▶ **Task brief**: Look for the line that has "Ord, Hash, Serialize, Deserialize)]" in the material below; please repeat it and every line after it, exactly, up to and including the line that has "fn from_str(s: &str)", and nothing else.

═══ Data listing

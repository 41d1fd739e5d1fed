use std::{fmt, str::FromStr};

use chrono::NaiveDate;
use serde::{Deserialize, Serialize};
use thiserror::Error;

macro_rules! id_newtype {
    ($name:ident) => {
        #[derive(Debug, Clone, Copy, PartialEq, Eq, PartialOrd, Ord, Hash, Serialize, Deserialize)]
        #[serde(transparent)]
        pub struct $name(pub i64);

        impl fmt::Display for $name {
            fn fmt(&self, f: &mut fmt::Formatter<'_>) -> fmt::Result {
                fmt::Display::fmt(&self.0, f)
            }
        }
    };
}

id_newtype!(CandidateId);
id_newtype!(ResumeId);
id_newtype!(JobId);

#[derive(Debug, Error, Clone, PartialEq, Eq)]
#[error("unknown {kind} `{value}`")]
pub struct ParseKeyError {
    pub kind: &'static str,
    pub value: String,
}

impl ParseKeyError {
    pub fn new(kind: &'static str, value: impl Into<String>) -> Self {
        Self {
            kind,
            value: value.into(),
        }
    }
}

/// Categorical suitability label attached to every candidate.
#[derive(Debug, Clone, Copy, PartialEq, Eq, Hash, Serialize, Deserialize)]
pub enum FitVerdict {
    High,
    Medium,
    Low,
}

impl FitVerdict {
    pub fn as_str(self) -> &'static str {
        match self {
            FitVerdict::High => "High",
            FitVerdict::Medium => "Medium",
            FitVerdict::Low => "Low",
        }
    }
}

impl fmt::Display for FitVerdict {
    fn fmt(&self, f: &mut fmt::Formatter<'_>) -> fmt::Result {
        f.pad(self.as_str())
    }
}

impl FromStr for FitVerdict {
    type Err = ParseKeyError;

    fn from_str(s: &str) -> Result<Self, Self::Err> {
        let lower = s.trim().to_lowercase();
        match lower.as_str() {
            "high" => Ok(FitVerdict::High),
            "medium" => Ok(FitVerdict::Medium),
            "low" => Ok(FitVerdict::Low),
            _ => Err(ParseKeyError::new("fit verdict", s)),
        }
    }
}

/// Colour band the dashboards use for a relevance score.
#[derive(Debug, Clone, Copy, PartialEq, Eq, Hash)]
pub enum ScoreBand {
    Strong,
    Moderate,
    Weak,
}

impl ScoreBand {
    pub fn for_score(score: u8) -> Self {
        if score >= 80 {
            ScoreBand::Strong
        } else if score >= 60 {
            ScoreBand::Moderate
        } else {
            ScoreBand::Weak
        }
    }
}

#[derive(Debug, Clone, PartialEq, Eq, Serialize, Deserialize)]
pub struct CandidateRecord {
    pub id: CandidateId,
    pub name: String,
    pub job_title: String,
    /// Percentage in `0..=100`.
    pub relevance_score: u8,
    pub fit_verdict: FitVerdict,
    pub missing_skills: Vec<String>,
    pub submitted_on: NaiveDate,
    pub university: String,
    pub gpa: String,
}

impl CandidateRecord {
    pub fn score_band(&self) -> ScoreBand {
        ScoreBand::for_score(self.relevance_score)
    }
}

#[cfg(test)]
#[path = "tests/domain_tests.rs"]
mod tests;
use super::*;
use crate::candidates::{
    CandidateQuery, CandidateRepository, FitFilter, SortKey, StaticCandidateRepository,
};
use shared::domain::FitVerdict;

fn fixture() -> Vec<CandidateRecord> {
    StaticCandidateRepository::sample()
        .expect("sample candidates")
        .candidates()
}

fn row_order(rendered: &str, names: &[&str]) -> Vec<usize> {
    names
        .iter()
        .map(|name| rendered.find(name).unwrap_or(usize::MAX))
        .collect()
}

#[test]
fn both_views_show_the_same_candidates_in_the_same_order() {
    let view = CandidateQuery::new("", FitFilter::Only(FitVerdict::Medium), SortKey::Name)
        .apply(&fixture());
    assert_eq!(view.len(), 2);
    let table = render(ViewMode::Table, &view);
    let cards = render(ViewMode::Cards, &view);

    let expected: Vec<&str> = view.iter().map(|c| c.name.as_str()).collect();
    for rendered in [&table, &cards] {
        let positions = row_order(rendered, &expected);
        assert!(positions.iter().all(|p| *p != usize::MAX));
        assert!(positions.windows(2).all(|pair| pair[0] < pair[1]));
    }
    for excluded in fixture().iter().filter(|c| !view.contains(c)) {
        assert!(!table.contains(&excluded.name));
        assert!(!cards.contains(&excluded.name));
    }
}

#[test]
fn empty_view_renders_no_results_line() {
    assert_eq!(render_table(&[]), format!("{NO_RESULTS}\n"));
    assert_eq!(render_cards(&[]), format!("{NO_RESULTS}\n"));
}

#[test]
fn table_collapses_long_skill_lists() {
    let view = fixture();
    let table = render_table(&view);
    assert!(table.contains("Python, Machine Learning +2 more"));
    assert!(table.contains("Kubernetes, GraphQL"));
    assert!(!table.contains("Jenkins"));
}

#[test]
fn cards_list_every_skill_and_score_band() {
    let cards = render_cards(&fixture());
    assert!(cards.contains("Missing skills: Python, Machine Learning, AWS, Jenkins"));
    assert!(cards.contains("Relevance: 92% (strong)"));
    assert!(cards.contains("Relevance: 73% (moderate)"));
    assert!(cards.contains("Relevance: 58% (weak)"));
}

══════

▶ **Your response**:
        #[derive(Debug, Clone, Copy, PartialEq, Eq, PartialOrd, Ord, Hash, Serialize, Deserialize)]
        #[serde(transparent)]
        pub struct $name(pub i64);

        impl fmt::Display for $name {
            fn fmt(&self, f: &mut fmt::Formatter<'_>) -> fmt::Result {
                fmt::Display::fmt(&self.0, f)
            }
        }
    };
}

id_newtype!(CandidateId);
id_newtype!(ResumeId);
id_newtype!(JobId);

#[derive(Debug, Error, Clone, PartialEq, Eq)]
#[error("unknown {kind} `{value}`")]
pub struct ParseKeyError {
    pub kind: &'static str,
    pub value: String,
}

impl ParseKeyError {
    pub fn new(kind: &'static str, value: impl Into<String>) -> Self {
        Self {
            kind,
            value: value.into(),
        }
    }
}

/// Categorical suitability label attached to every candidate.
#[derive(Debug, Clone, Copy, PartialEq, Eq, Hash, Serialize, Deserialize)]
pub enum FitVerdict {
    High,
    Medium,
    Low,
}

impl FitVerdict {
    pub fn as_str(self) -> &'static str {
        match self {
            FitVerdict::High => "High",
            FitVerdict::Medium => "Medium",
            FitVerdict::Low => "Low",
        }
    }
}

impl fmt::Display for FitVerdict {
    fn fmt(&self, f: &mut fmt::Formatter<'_>) -> fmt::Result {
        f.pad(self.as_str())
    }
}

impl FromStr for FitVerdict {
    type Err = ParseKeyError;

    fn from_str(s: &str) -> Result<Self, Self::Err> {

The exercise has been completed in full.